Try it :: Below are some entries. Reproduce them word for word.

Supplied records ::
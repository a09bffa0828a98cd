//! Model provider implementations for OfferDesk.
//!
//! All providers implement the `offerdesk_core::Provider` trait.
//! `build_from_config` selects the provider named in the configuration.

pub mod gemini;

use std::sync::Arc;
use std::time::Duration;
use offerdesk_config::ModelConfig;
use offerdesk_core::error::ProviderError;
use offerdesk_core::provider::Provider;

pub use gemini::GeminiProvider;

/// Build the configured provider.
pub fn build_from_config(config: &ModelConfig) -> Result<Arc<dyn Provider>, ProviderError> {
    match config.provider.as_str() {
        "gemini" => {
            let api_key = config.api_key.clone().ok_or_else(|| {
                ProviderError::NotConfigured("gemini: no API key (set GEMINI_API_KEY)".into())
            })?;
            let base_url = config
                .api_url
                .clone()
                .unwrap_or_else(|| gemini::DEFAULT_BASE_URL.to_string());
            let provider = GeminiProvider::new(base_url, api_key, Duration::from_secs(config.timeout_secs))?;
            Ok(Arc::new(provider))
        }
        other => Err(ProviderError::NotConfigured(format!("unknown provider '{other}'"))),
    }
}

#[cfg(test)]
mod tests {
    use super::*;

    #[test]
    fn builds_gemini_with_key() {
        let config = ModelConfig {
            api_key: Some("test-key".into()),
            ..ModelConfig::default()
        };
        let provider = build_from_config(&config).unwrap();
        assert_eq!(provider.name(), "gemini");
    }

    #[test]
    fn missing_key_is_not_configured() {
        let err = build_from_config(&ModelConfig::default()).err().unwrap();
        assert!(matches!(err, ProviderError::NotConfigured(_)));
    }

    #[test]
    fn unknown_provider_rejected() {
        let config = ModelConfig {
            provider: "carrier-pigeon".into(),
            api_key: Some("k".into()),
            ..ModelConfig::default()
        };
        let err = build_from_config(&config).err().unwrap();
        assert!(err.to_string().contains("carrier-pigeon"));
    }
}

Solution below ::
repository a09bffa0828a98cd
//! Model provider implementations for OfferDesk.
//!
//! All providers implement the `offerdesk_core::Provider` trait.
//! `build_from_config` selects the provider named in the configuration.

pub mod gemini;

use std::sync::Arc;
use std::time::Duration;
use offerdesk_config::ModelConfig;
use offerdesk_core::error::ProviderError;
use offerdesk_core::provider::Provider;

pub use gemini::GeminiProvider;

/// Build the configured provider.
pub fn build_from_config(config: &ModelConfig) -> Result<Arc<dyn Provider>, ProviderError> {
    match config.provider.as_str() {
        "gemini" => {
            let api_key = config.api_key.clone().ok_or_else(|| {
                ProviderError::NotConfigured("gemini: no API key (set GEMINI_API_KEY)".into())
            })?;
            let base_url = config
                .api_url
                .clone()
                .unwrap_or_else(|| gemini::DEFAULT_BASE_URL.to_string());
            let provider = GeminiProvider::new(base_url, api_key, Duration::from_secs(config.timeout_secs))?;
            Ok(Arc::new(provider))
        }
        other => Err(ProviderError::NotConfigured(format!("unknown provider '{other}'"))),
    }
}

#[cfg(test)]
mod tests {
    use super::*;

    #[test]
    fn builds_gemini_with_key() {
        let config = ModelConfig {
            api_key: Some("test-key".into()),
            ..ModelConfig::default()
        };
        let provider = build_from_config(&config).unwrap();
        assert_eq!(provider.name(), "gemini");
    }

    #[test]
    fn missing_key_is_not_configured() {
        let err = build_from_config(&ModelConfig::default()).err().unwrap();
        assert!(matches!(err, ProviderError::NotConfigured(_)));
    }

    #[test]
    fn unknown_provider_rejected() {
        let config = ModelConfig {
            provider: "carrier-pigeon".into(),
            api_key: Some("k".into()),
            ..ModelConfig::default()
        };
        let err = build_from_config(&config).err().unwrap();
        assert!(err.to_string().contains("carrier-pigeon"));
    }
}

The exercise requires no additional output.